其次,從現實的可能性(主客觀一致)來看,無身份者不但可教唆、幫助真正有身份者實行犯罪,而且還可利用有身份者共同實行真正身份犯行爲。根據刑法主客觀一致認定共犯的定義,不同身份者整體行爲與危害結果間存在必然聯繫,應爲同一犯罪、性質相同。將汪某單獨定罪的觀念,片面強調客觀行爲,割裂主觀要件,破壞了主客觀一致的定罪原則。
再次,從法律規定上看,刑法第382條第3款“與前兩款所列人員勾結,夥同貪污的,以共犯論處。”最高法院《關於審理貪污、職務侵佔案件如何認定共同犯罪幾個問題的解釋》第1條規定:“行爲人與國家工作人員勾結,利用國家工作人員的職務便利,共同侵吞、竊取、騙取或者以其他手段非法佔有公共財物的,以貪污罪共犯論處。”本案路某、汪某應構成貪污罪共犯。
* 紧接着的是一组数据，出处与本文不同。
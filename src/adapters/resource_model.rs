//! [`Model`] backed by an `MlflowServer` resource
//!
//! Reads come from the resource spec. Effects are buffered so the async
//! controller can apply them to the cluster after the synchronous pass.

use std::collections::BTreeMap;

use kube::ResourceExt;

use crate::crd::{CharmConfig, MlflowServer, OciImageSpec, PublishedRelationData, Relation};
use crate::descriptor::{DeploymentDescriptor, ImageDetails};
use crate::status::UnitStatus;

use super::image::{self, ImageError};
use super::model::Model;

/// Effects recorded during one pass
#[derive(Clone, Debug, Default)]
pub struct PassOutcome {
    pub spec: Option<DeploymentDescriptor>,
    pub status: Option<UnitStatus>,
    pub relation_data: Vec<PublishedRelationData>,
}

/// Model over a snapshot of an `MlflowServer` resource
#[derive(Clone, Debug)]
pub struct ResourceModel {
    app_name: String,
    model_name: String,
    leader: bool,
    config: CharmConfig,
    image: Option<OciImageSpec>,
    relations: Vec<Relation>,
    published: BTreeMap<u32, PublishedRelationData>,
    spec: Option<DeploymentDescriptor>,
    status: Option<UnitStatus>,
}

impl ResourceModel {
    /// Snapshot a resource
    ///
    /// Data published on earlier passes is carried over so a pass that
    /// publishes nothing does not wipe it.
    pub fn new(server: &MlflowServer, leader: bool) -> Self {
        let mut relations = server.spec.relations.clone();
        relations.sort_by_key(|r| r.id);

        let published = server
            .status
            .as_ref()
            .map(|status| {
                status
                    .relation_data
                    .iter()
                    .filter(|data| relations.iter().any(|r| r.id == data.id))
                    .map(|data| (data.id, data.clone()))
                    .collect()
            })
            .unwrap_or_default();

        Self {
            app_name: server.name_any(),
            model_name: server.namespace().unwrap_or_else(|| "default".to_string()),
            leader,
            config: server.spec.config.clone(),
            image: server.spec.image.clone(),
            relations,
            published,
            spec: None,
            status: None,
        }
    }

    /// Consume the model, returning what the pass did
    pub fn into_outcome(self) -> PassOutcome {
        PassOutcome {
            spec: self.spec,
            status: self.status,
            relation_data: self.published.into_values().collect(),
        }
    }

    fn published_mut(&mut self, relation_id: u32) -> &mut PublishedRelationData {
        self.published
            .entry(relation_id)
            .or_insert_with(|| PublishedRelationData {
                id: relation_id,
                ..Default::default()
            })
    }
}

impl Model for ResourceModel {
    fn app_name(&self) -> &str {
        &self.app_name
    }

    fn model_name(&self) -> &str {
        &self.model_name
    }

    fn is_leader(&self) -> bool {
        self.leader
    }

    fn config(&self) -> &CharmConfig {
        &self.config
    }

    fn relations(&self, endpoint: &str) -> Vec<Relation> {
        self.relations
            .iter()
            .filter(|r| r.name == endpoint)
            .cloned()
            .collect()
    }

    fn fetch_image(&self) -> Result<ImageDetails, ImageError> {
        image::fetch(self.image.as_ref())
    }

    fn update_app_data(&mut self, relation_id: u32, data: BTreeMap<String, String>) {
        self.published_mut(relation_id).app_data.extend(data);
    }

    fn update_unit_data(&mut self, relation_id: u32, data: BTreeMap<String, String>) {
        self.published_mut(relation_id).unit_data.extend(data);
    }

    fn set_spec(&mut self, spec: DeploymentDescriptor) {
        self.spec = Some(spec);
    }

    fn set_status(&mut self, status: UnitStatus) {
        self.status = Some(status);
    }
}
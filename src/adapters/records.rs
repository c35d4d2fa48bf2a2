//! Typed relation records
//!
//! Relation databags are untyped string maps (or YAML documents for
//! versioned interfaces). The reconciler only ever reads them through these
//! records so a missing field is reported as "not ready yet" instead of a
//! lookup failure deep in descriptor assembly.

use std::collections::BTreeMap;

use serde::{Deserialize, Deserializer};

use crate::status::CheckFailed;

/// Data published by an object-storage provider (e.g. minio)
#[derive(Clone, Debug, PartialEq, Eq, Deserialize)]
pub struct ObjectStorageRecord {
    #[serde(deserialize_with = "scalar_string")]
    pub service: String,

    #[serde(deserialize_with = "scalar_string")]
    pub namespace: String,

    #[serde(deserialize_with = "scalar_string")]
    pub port: String,

    #[serde(rename = "access-key", deserialize_with = "scalar_string")]
    pub access_key: String,

    #[serde(rename = "secret-key", deserialize_with = "scalar_string")]
    pub secret_key: String,

    #[serde(deserialize_with = "scalar_string")]
    pub secure: String,
}

impl ObjectStorageRecord {
    /// Decode a record from the YAML document the provider published
    pub fn from_value(value: &serde_yaml::Value) -> Result<Self, CheckFailed> {
        if !value.is_mapping() {
            return Err(CheckFailed::blocked(
                "Unexpected error unpacking object storage data - data format not as expected",
            ));
        }

        serde_yaml::from_value(value.clone()).map_err(|e| {
            CheckFailed::waiting(format!("Waiting for object-storage relation data: {}", e))
        })
    }

    /// In-cluster endpoint of the object storage service
    pub fn endpoint(&self) -> String {
        format!("http://{}.{}:{}", self.service, self.namespace, self.port)
    }

    /// Whether clients should use TLS, as a lowercase "true"/"false"
    pub fn use_ssl(&self) -> String {
        self.secure.to_lowercase()
    }
}

/// Accept strings, numbers and booleans where a string is expected
fn scalar_string<'de, D>(deserializer: D) -> Result<String, D::Error>
where
    D: Deserializer<'de>,
{
    match serde_yaml::Value::deserialize(deserializer)? {
        serde_yaml::Value::String(s) => Ok(s),
        serde_yaml::Value::Number(n) => Ok(n.to_string()),
        serde_yaml::Value::Bool(b) => Ok(b.to_string()),
        other => Err(serde::de::Error::custom(format!(
            "expected a scalar value, got {:?}",
            other
        ))),
    }
}

/// Connection data published by a MySQL-compatible database unit
#[derive(Clone, Debug, PartialEq, Eq)]
pub struct DatabaseRecord {
    pub root_password: String,
    pub host: String,
    pub port: String,
    pub database: String,
}

impl DatabaseRecord {
    const REQUIRED_FIELDS: [&'static str; 4] = ["root_password", "host", "port", "database"];

    /// Read a record from a unit databag
    ///
    /// Returns the name of the first missing field when the unit has not
    /// published everything yet.
    pub fn from_databag(databag: &BTreeMap<String, String>) -> Result<Self, &'static str> {
        if let Some(missing) = Self::REQUIRED_FIELDS
            .iter()
            .find(|field| !databag.contains_key(**field))
        {
            return Err(*missing);
        }

        let field = |key: &str| databag.get(key).cloned().unwrap_or_default();
        Ok(Self {
            root_password: field("root_password"),
            host: field("host"),
            port: field("port"),
            database: field("database"),
        })
    }

    /// SQLAlchemy connection string used as the backend store URI
    pub fn connection_uri(&self) -> String {
        format!(
            "mysql+pymysql://root:{}@{}:{}/{}",
            self.root_password, self.host, self.port, self.database
        )
    }
}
關於本案貪污數額認定及處理。在貪污等侵財案件中,犯罪數額的多少決定犯罪人是否構成犯罪,以及犯罪情節的輕重,因而,既、未遂犯罪形態的認定標準對最終數額確定至關重要。根據《全國法院審理經濟犯罪案件工作座談會紀要》的意見,“貪污罪是一種以非法佔有爲目的的財產性職務犯罪,與盜竊、詐騙、搶奪等侵犯財產罪一樣,應當以行爲人是否實際控制財物作爲區分貪污罪既遂與未遂的標準。”由此可見,本案拆遷款是路某經手監督、管理之下的公款,路某、汪某共同操作,路某審批並提交了拆遷補償安置協議。協議書記載數額40餘萬元,財務處僅負責發放補償款,整個犯罪行爲已實施完成。對於已經得手的首批貪污款10餘萬元,行爲人已經事實上支配和控制,無論拆遷款實際佔有人是路某還是汪某,並不影響兩人非法佔有公款的事實。至於事後如何分配,是貪污罪既遂之後的分贓問題,不影響貪污罪的認定。故本案貪污數額應爲40萬元,兩人實得10萬餘元在量刑時應予考慮。同時,共犯的責任大小在貪污罪中不以分得的數額來論,着重以刑法中共犯成員刑事責任的原則爲基礎,結合貪污罪特點和作用處罰。